Gulf Arab states also rejected the White House plan as “biased.” While Israeli officials were present for its unveiling, no Palestinian representatives attended. Netanyahu has said he wants to move forward with plans to annex West Bank territory. “We are especially concerned by statements on the prospect of annexation of the Jordan Valley and other parts of the West Bank,” Borrell said. He suggested that the EU might consider legal action by saying that any “steps towards annexation, if implemented, could not pass unchallenged.”

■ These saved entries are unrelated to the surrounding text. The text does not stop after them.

//! Error types for wildreid.

use crate::registry::{DetectionId, IdentityId};

/// Result type alias for wildreid operations.
pub type Result<T> = std::result::Result<T, Error>;

/// Top-level error type for wildreid.
#[derive(Debug, thiserror::Error)]
pub enum Error {
    /// I/O operation failed.
    #[error("I/O error: {0}")]
    Io(#[from] std::io::Error),

    /// Configuration directory could not be determined.
    #[error("could not determine configuration directory for this platform")]
    ConfigDirNotFound,

    /// Data directory could not be determined.
    #[error("could not determine data directory for this platform")]
    DataDirNotFound,

    /// Failed to read configuration file.
    #[error("failed to read config file '{path}'")]
    ConfigRead {
        /// Path to the config file.
        path: std::path::PathBuf,
        /// Underlying I/O error.
        #[source]
        source: std::io::Error,
    },

    /// Failed to parse configuration file.
    #[error("failed to parse config file '{path}'")]
    ConfigParse {
        /// Path to the config file.
        path: std::path::PathBuf,
        /// Underlying parse error.
        #[source]
        source: toml::de::Error,
    },

    /// Configuration validation failed.
    #[error("configuration validation failed: {message}")]
    ConfigValidation {
        /// Description of the validation failure.
        message: String,
    },

    /// Failed to write configuration file.
    #[error("failed to write config file '{path}'")]
    ConfigWrite {
        /// Path to the config file.
        path: std::path::PathBuf,
        /// Underlying I/O error.
        #[source]
        source: std::io::Error,
    },

    /// Failed to serialize configuration.
    #[error("failed to serialize config")]
    ConfigSerialize {
        /// Underlying serialization error.
        #[source]
        source: toml::ser::Error,
    },

    /// Failed to read an upstream detection file.
    #[error("failed to read detection file '{path}'")]
    InputRead {
        /// Path to the detection file.
        path: std::path::PathBuf,
        /// Underlying I/O error.
        #[source]
        source: std::io::Error,
    },

    /// An upstream detection record is malformed.
    #[error("invalid detection record in '{path}' line {line}: {message}")]
    InvalidRecord {
        /// Path to the detection file.
        path: std::path::PathBuf,
        /// 1-based line number.
        line: usize,
        /// Description of the problem.
        message: String,
    },

    /// No detection records found in the provided inputs.
    #[error("no detection records found in the provided paths")]
    NoInputRecords,

    /// Failed to build an embedding extractor.
    #[error("failed to build extractor '{extractor}': {reason}")]
    ExtractorBuild {
        /// Extractor name.
        extractor: String,
        /// Description of the build failure.
        reason: String,
    },

    /// An extractor could not embed a crop.
    #[error("extractor '{extractor}' failed: {reason}")]
    Extraction {
        /// Extractor name.
        extractor: String,
        /// Description of the failure.
        reason: String,
    },

    /// Failed to read the registry snapshot or journal.
    #[error("failed to read registry file '{path}'")]
    StoreRead {
        /// Path to the registry file.
        path: std::path::PathBuf,
        /// Underlying I/O error.
        #[source]
        source: std::io::Error,
    },

    /// Failed to parse the registry snapshot.
    #[error("failed to parse registry file '{path}'")]
    StoreParse {
        /// Path to the registry file.
        path: std::path::PathBuf,
        /// Underlying parse error.
        #[source]
        source: serde_json::Error,
    },

    /// Failed to write the registry snapshot or journal.
    #[error("failed to write registry file '{path}'")]
    StoreWrite {
        /// Path to the registry file.
        path: std::path::PathBuf,
        /// Underlying I/O error.
        #[source]
        source: std::io::Error,
    },

    /// Failed to serialize registry state.
    #[error("failed to serialize registry state")]
    StoreSerialize {
        /// Underlying serialization error.
        #[source]
        source: serde_json::Error,
    },

    /// The registry store is temporarily unavailable.
    #[error("registry store unavailable: {reason}")]
    StoreUnavailable {
        /// Description of the outage.
        reason: String,
    },

    /// Registry directory is locked by another process.
    #[error("registry is locked by another process: {path}")]
    RegistryLocked {
        /// Path to the lock file.
        path: std::path::PathBuf,
    },

    /// A write was attempted on a registry opened for queries only.
    #[error("registry '{path}' is open read-only")]
    RegistryReadOnly {
        /// Registry directory.
        path: std::path::PathBuf,
    },

    /// Failed to create lock file.
    #[error("failed to create lock file '{path}'")]
    LockCreate {
        /// Path to the lock file.
        path: std::path::PathBuf,
        /// Underlying I/O error.
        #[source]
        source: std::io::Error,
    },

    /// Failed to remove lock file.
    #[error("failed to remove lock file '{path}'")]
    LockRemove {
        /// Path to the lock file.
        path: std::path::PathBuf,
        /// Underlying I/O error.
        #[source]
        source: std::io::Error,
    },

    /// An in-process lock was poisoned by a panicking thread.
    #[error("lock poisoned: {what}")]
    LockPoisoned {
        /// Which lock.
        what: &'static str,
    },

    /// Identity not found in the registry.
    #[error("identity {id} not found")]
    IdentityNotFound {
        /// Missing identity.
        id: IdentityId,
    },

    /// Detection not found in the registry.
    #[error("detection {id} not found")]
    DetectionNotFound {
        /// Missing detection.
        id: DetectionId,
    },

    /// A manual correction was rejected.
    #[error("invalid correction: {message}")]
    InvalidCorrection {
        /// Why the correction was rejected.
        message: String,
    },

    /// A registry record violates a data-integrity invariant.
    #[error("integrity violation on identity {identity}: {message}")]
    Integrity {
        /// Offending identity.
        identity: IdentityId,
        /// Description of the violation.
        message: String,
    },

    /// Processing was cancelled at a state boundary.
    #[error("processing cancelled")]
    Cancelled,

    /// Failed to write CSV output.
    #[error("failed to write CSV output '{path}'")]
    CsvWrite {
        /// Path to the CSV file.
        path: std::path::PathBuf,
        /// Underlying CSV error.
        #[source]
        source: csv::Error,
    },

    /// Internal error (for unexpected failures).
    #[error("internal error: {message}")]
    Internal {
        /// Error message.
        message: String,
    },
}

impl Error {
    /// Whether the error is a transient infrastructure failure worth retrying.
    pub const fn is_transient(&self) -> bool {
        matches!(
            self,
            Self::StoreRead { .. }
                | Self::StoreWrite { .. }
                | Self::StoreUnavailable { .. }
                | Self::Io(_)
        )
    }
}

The Palestinians seek all of the West Bank and East Jerusalem – areas captured by Israel in the 1967 Mideast war – for an independent state and the removal of more than 700,000 Israeli settlers from these areas. But the plan sides heavily with Netanyahu’s hard-line nationalist vision for the region and shunts aside many of the Palestinians’ core demands.

EU foreign ministers have discussed in recent months whether the bloc should modify its Middle East policy amid growing concern that settlement activity and US diplomatic moves like the recognition of Jerusalem as Israel’s capital, are undermining the chances of a twostate solution.

Ireland and Luxembourg are among a small group of countries that support a change of position but no heavyweight member country is backing them. The Saudi cabinet Tuesday restated the Kingdom’s backing to ongoing efforts to find a just and total solution to the Palestinian cause. The cabinet said during its customary weekly meeting that Saudi Arabia has exerted great efforts to back the Palestinian people at international gatherings, citing its 2002 peace initiative as a relevant unequivocal paradigm.